One time I was going to a support group for those who have lost pets. My dog had died just a couple of months before, so I found myself participating. I interviewed three women who lost loved ones to suicide. I interviewed a soldier with PTSD. I interviewed a woman whose brother killed their mother. He was schizophrenic. (Note: a low percentage of people with schizophrenia have violent tendencies.) I interviewed a woman who started a support group for those with depression. She said in her worst moment she locked herself in the bathroom, where she contemplated taking her own life. She didn’t think she deserved to be a mother. I cried when I got back to my car. She was med free, and started a support group for people with depression. Each of these stories were done to direct people to support groups and other services.

I wrote many “happy” stories as well. I found I liked interviewing people such as the quilter of the year more than pro athletes or musicians or politicians. That said, I laughed when I interviewed Kreskin and he asked if we had ever spoken before. Shouldn’t a mentalist know that? By the way, we hadn’t spoken before. I remember each of my sons being born, of course. My first, Ryan, was eight pounds, 15 ounces which was problematic for my spouse, who was about 110 pounds before pregnancy. The second son, Brandon, was a couple of ounces lighter. Our family doctor tried to deliver him before calling in help. I remember the nurse, an old battle axe, telling Sandy to compose herself. Sandy didn’t curse during any of her deliveries. She wanted to be dignified and was and always has been. Sandy was in labour for hours and hours with our first child. When it came to the second one, at about 8 in morning, she said, “I think we better go to the hospital.” Thinking we were in for a long day, I told her I was going to have a shower and grab something to read while we were waiting. She said, “No, I mean now.” I am not sure what the hurry was. Brandon wasn’t born until two hours later. I remember Sandy’s father calling when she was in labour with our third son, Jay. She talked with her dad and never said, “I better go, Dad, I am about to have a baby.”

About 20 years ago, I spent a night in hospital when I could no longer tolerate the pain of a kidney stone. A nurse told me the pain was somewhat like having a baby. I told her I have three children and it didn’t hurt like this. She wasn’t impressed.

I wasn’t a very good sports dad. I got too emotional too many times. I have regrets. I learned that some of the emotions I felt in sports and in other phases of my life came, at least in part, from mental health issues. I have written about them before, so I won’t do that again, other than a few paragraphs. When I was a teenager I knew something wasn’t quite right. I would get what I later discovered were panic attacks in closed settings. I would run from the situation, things like walking out of theatres and restaurants. I could run, but I couldn’t hide from these attacks.

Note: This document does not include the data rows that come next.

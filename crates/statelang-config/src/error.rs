use thiserror::Error;

#[derive(Debug, Error)]
pub enum ConfigError {
  #[error("failed to parse state definition: {0}")]
  Parse(#[from] serde_json::Error),

  #[error("invalid {field}: {message}")]
  InvalidField {
    field: &'static str,
    message: String,
  },
}
//! Parameter template resolution.
//!
//! A template is an object whose keys may end in `.$`. Such a key takes a path
//! string as its value; the resolved output carries the key without the suffix
//! and the node the path selects from the context document.
//!
//! ```json
//! {
//!   "comment": "static",
//!   "size.$": "$.product.details.size",
//!   "nested": { "price.$": "$.product.cost" }
//! }
//! ```
//! resolves against `{"product": {"details": {"size": "small"}, "cost": "$23"}}` to
//! ```json
//! { "comment": "static", "size": "small", "nested": { "price": "$23" } }
//! ```

use std::collections::HashSet;

use serde_json::{Map, Value};
use statelang_path::{PATH_KEY_SUFFIX, PathEvaluator};
use tracing::trace;

use crate::document::select_one;
use crate::error::DataFlowError;

/// Resolve every `.$` key in `template` against `context`.
///
/// Returns a new object; `template` is left untouched. Nested objects are
/// resolved at any depth. Arrays and other values are copied as they are.
/// A resolved key takes the position of its `.$` source and replaces any
/// literal key of the same name at that level.
pub fn resolve_parameters<E>(
  evaluator: &E,
  template: &Map<String, Value>,
  context: &Value,
) -> Result<Map<String, Value>, DataFlowError>
where
  E: PathEvaluator + ?Sized,
{
  let mut entries: Vec<(String, Value, bool)> = Vec::with_capacity(template.len());
  let mut resolved_keys = HashSet::new();

  for (key, value) in template {
    if let Value::Object(nested) = value {
      let nested = resolve_parameters(evaluator, nested, context)?;
      entries.push((key.clone(), Value::Object(nested), false));
      continue;
    }

    match key.strip_suffix(PATH_KEY_SUFFIX) {
      Some(field) => {
        let path = value
          .as_str()
          .ok_or_else(|| DataFlowError::invalid_path(key, "value must be a path string"))?;
        let resolved = select_one(evaluator, context, path)?;
        trace!(key = %key, path, "resolved parameter");
        resolved_keys.insert(field.to_string());
        entries.push((field.to_string(), resolved, true));
      }
      None => entries.push((key.clone(), value.clone(), false)),
    }
  }

  Ok(
    entries
      .into_iter()
      .filter(|(key, _, resolved)| *resolved || !resolved_keys.contains(key))
      .map(|(key, value, _)| (key, value))
      .collect(),
  )
}
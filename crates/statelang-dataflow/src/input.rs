//! Effective input: `InputPath`, then `Parameters`.

use serde_json::{Map, Value};
use statelang_path::PathEvaluator;
use tracing::{debug, instrument};

use crate::EMPTY_DOCUMENT;
use crate::document::{parse_document, select_one};
use crate::error::DataFlowError;
use crate::parameters::resolve_parameters;

/// Compute the input handed to a state's task.
///
/// - An empty `input_path` discards the input and yields `{}`.
/// - Otherwise `input_path` must select exactly one node of `raw_input`.
/// - An empty `parameters` yields that node; otherwise `parameters` is a
///   template resolved against it.
#[instrument(name = "effective_input", skip_all, fields(input_path = %input_path))]
pub fn effective_input<E>(
  evaluator: &E,
  raw_input: &str,
  input_path: &str,
  parameters: &str,
) -> Result<String, DataFlowError>
where
  E: PathEvaluator + ?Sized,
{
  apply(evaluator, raw_input, input_path, || {
    if parameters.is_empty() {
      return Ok(None);
    }
    match parse_document(parameters, "parameters")? {
      Value::Object(template) => Ok(Some(template)),
      _ => Err(DataFlowError::generic("parameters must be a JSON object")),
    }
  })
}

/// Shared by the text and definition entry points. The template is only
/// produced once the input path has been applied.
pub(crate) fn apply<E, F>(
  evaluator: &E,
  raw_input: &str,
  input_path: &str,
  template: F,
) -> Result<String, DataFlowError>
where
  E: PathEvaluator + ?Sized,
  F: FnOnce() -> Result<Option<Map<String, Value>>, DataFlowError>,
{
  if input_path.is_empty() {
    debug!("input path is empty, discarding input");
    return Ok(EMPTY_DOCUMENT.to_string());
  }

  let document = parse_document(raw_input, "state input")?;
  let filtered = select_one(evaluator, &document, input_path)?;

  let Some(template) = template()? else {
    return Ok(filtered.to_string());
  };

  let resolved = resolve_parameters(evaluator, &template, &filtered)?;
  debug!(parameters = template.len(), "resolved parameters");
  Ok(Value::Object(resolved).to_string())
}
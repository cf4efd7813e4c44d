//! Alternative Lists
//!
//! A variant is parameterized by a tuple naming its alternatives in order:
//! `Variant<(i64, f64, String)>` holds one of `i64` (index 0), `f64`
//! (index 1) or `String` (index 2). This module maps such tuples onto the
//! layer chain of [`storage`](crate::storage) and answers the two
//! compile-time questions every accessor asks:
//!
//! - which type lives at index `I` ([`AlternativeAt`]), and
//! - at which index type `T` lives ([`IndexOf`]).
//!
//! `IndexOf` is found by walking the chain with the `Here` / `There<M>`
//! markers. If `T` appears more than once the walk has two answers, the
//! marker cannot be inferred, and the call is rejected at compile time
//! (see the examples in [`resolve`](crate::resolve)).

use std::marker::PhantomData;

use crate::storage::{Chain, Layer, Locate, Terminal};

/// A fixed, ordered list of alternative types.
///
/// Implemented for tuples of 1 to 12 types.
///
/// # Safety
/// `Union` must be the layer chain of the listed types, in order.
pub unsafe trait Alternatives: Sized {
    /// Layer chain holding the storage for every alternative.
    type Union: Chain;

    /// Number of alternatives.
    const LEN: usize = <Self::Union as Chain>::DEPTH;
}

/// Number of alternatives in `L`.
pub const fn variant_size<L: Alternatives>() -> usize {
    L::LEN
}

/// The alternative at position `I`.
///
/// Exists only for `I < L::LEN`, so an out-of-range index is a compile error.
pub trait AlternativeAt<const I: usize>: Alternatives {
    /// Type of alternative `I`.
    type Type;

    /// # Safety
    /// `union` must point into a live allocation of the chain.
    #[doc(hidden)]
    unsafe fn slot(union: *mut Self::Union) -> *mut Self::Type;
}

impl<L, const I: usize> AlternativeAt<I> for L
where
    L: Alternatives,
    L::Union: Locate<I>,
{
    type Type = <L::Union as Locate<I>>::Target;

    #[inline(always)]
    unsafe fn slot(union: *mut Self::Union) -> *mut Self::Type {
        unsafe { <L::Union as Locate<I>>::locate(union) }
    }
}

// =============================================================================
// Type Position
// =============================================================================

/// Marker: the searched type is this layer's alternative.
pub struct Here;

/// Marker: the searched type is further down the chain.
pub struct There<M>(PhantomData<M>);

/// Position of `T` in a layer chain.
///
/// `M` is a path marker and is always inferred; write `_` for it.
///
/// # Safety
/// `INDEX` must be the position of `T` and `locate` must return its slot.
pub unsafe trait IndexOf<T, M> {
    /// Position of `T`.
    const INDEX: usize;

    /// # Safety
    /// `this` must point into a live allocation of the chain.
    #[doc(hidden)]
    unsafe fn locate(this: *mut Self) -> *mut T;
}

unsafe impl<T, Rest> IndexOf<T, Here> for Layer<T, Rest> {
    const INDEX: usize = 0;

    #[inline(always)]
    unsafe fn locate(this: *mut Self) -> *mut T {
        unsafe { Self::head_mut(this) }
    }
}

unsafe impl<T, Head, Rest, M> IndexOf<T, There<M>> for Layer<Head, Rest>
where
    Rest: IndexOf<T, M>,
{
    const INDEX: usize = 1 + Rest::INDEX;

    #[inline(always)]
    unsafe fn locate(this: *mut Self) -> *mut T {
        unsafe { Rest::locate(Self::tail_mut(this)) }
    }
}

// =============================================================================
// Tuple Lists
// =============================================================================

macro_rules! layers {
    ($last:ident) => { Layer<$last, Terminal> };
    ($head:ident, $($rest:ident),+) => { Layer<$head, layers!($($rest),+)> };
}

macro_rules! alternative_list {
    ($($ty:ident),+) => {
        unsafe impl<$($ty),+> Alternatives for ($($ty,)+) {
            type Union = layers!($($ty),+);
        }
    };
}

alternative_list!(A);
alternative_list!(A, B);
alternative_list!(A, B, C);
alternative_list!(A, B, C, D);
alternative_list!(A, B, C, D, E);
alternative_list!(A, B, C, D, E, F);
alternative_list!(A, B, C, D, E, F, G);
alternative_list!(A, B, C, D, E, F, G, H);
alternative_list!(A, B, C, D, E, F, G, H, I);
alternative_list!(A, B, C, D, E, F, G, H, I, J);
alternative_list!(A, B, C, D, E, F, G, H, I, J, K);
alternative_list!(A, B, C, D, E, F, G, H, I, J, K, M);

#[cfg(test)]
mod tests {
    use super::*;
    use std::any::TypeId;

    fn type_at<const I: usize, L: AlternativeAt<I>>() -> TypeId
    where
        <L as AlternativeAt<I>>::Type: 'static,
    {
        TypeId::of::<<L as AlternativeAt<I>>::Type>()
    }

    fn index_of<L: Alternatives, T, M>() -> usize
    where
        L::Union: IndexOf<T, M>,
    {
        <L::Union as IndexOf<T, M>>::INDEX
    }

    #[test]
    fn test_variant_size() {
        assert_eq!(variant_size::<(u8,)>(), 1);
        assert_eq!(variant_size::<(u8, u16, u32, u64)>(), 4);
        assert_eq!(
            variant_size::<(u8, u8, u8, u8, u8, u8, u8, u8, u8, u8, u8, u8)>(),
            12
        );
    }

    #[test]
    fn test_alternative_at_follows_tuple_order() {
        assert_eq!(type_at::<0, (i64, f64, String)>(), TypeId::of::<i64>());
        assert_eq!(type_at::<1, (i64, f64, String)>(), TypeId::of::<f64>());
        assert_eq!(type_at::<2, (i64, f64, String)>(), TypeId::of::<String>());
    }

    #[test]
    fn test_index_of_unique_types() {
        assert_eq!(index_of::<(i64, f64, String), i64, _>(), 0);
        assert_eq!(index_of::<(i64, f64, String), f64, _>(), 1);
        assert_eq!(index_of::<(i64, f64, String), String, _>(), 2);
    }
}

One week, in about 1990, I was paralyzed with panic and couldn’t leave my home. A woman at work directed me toward the help I needed. The help wasn’t a cure, but it provided an understanding of what was happening. There are many support groups and services for those with mental health problems. You don’t have to suffer alone.

I remember people telling me it was all in my head. Yes, that is the problem; it is in my head. It is not easy to sum up a 70-year life in 1,309 words. What I have written are thoughts that popped into my head as I was typing this.

I admit I have fears about growing older, and what is going to happen, and what I am going to miss out on. My five-year-old granddaughter asked me if I would come to her wedding. The math is a bit iffy, but I hope so. I know it is important to live for the moment and to count my blessings. I have enough of those to last a lifetime.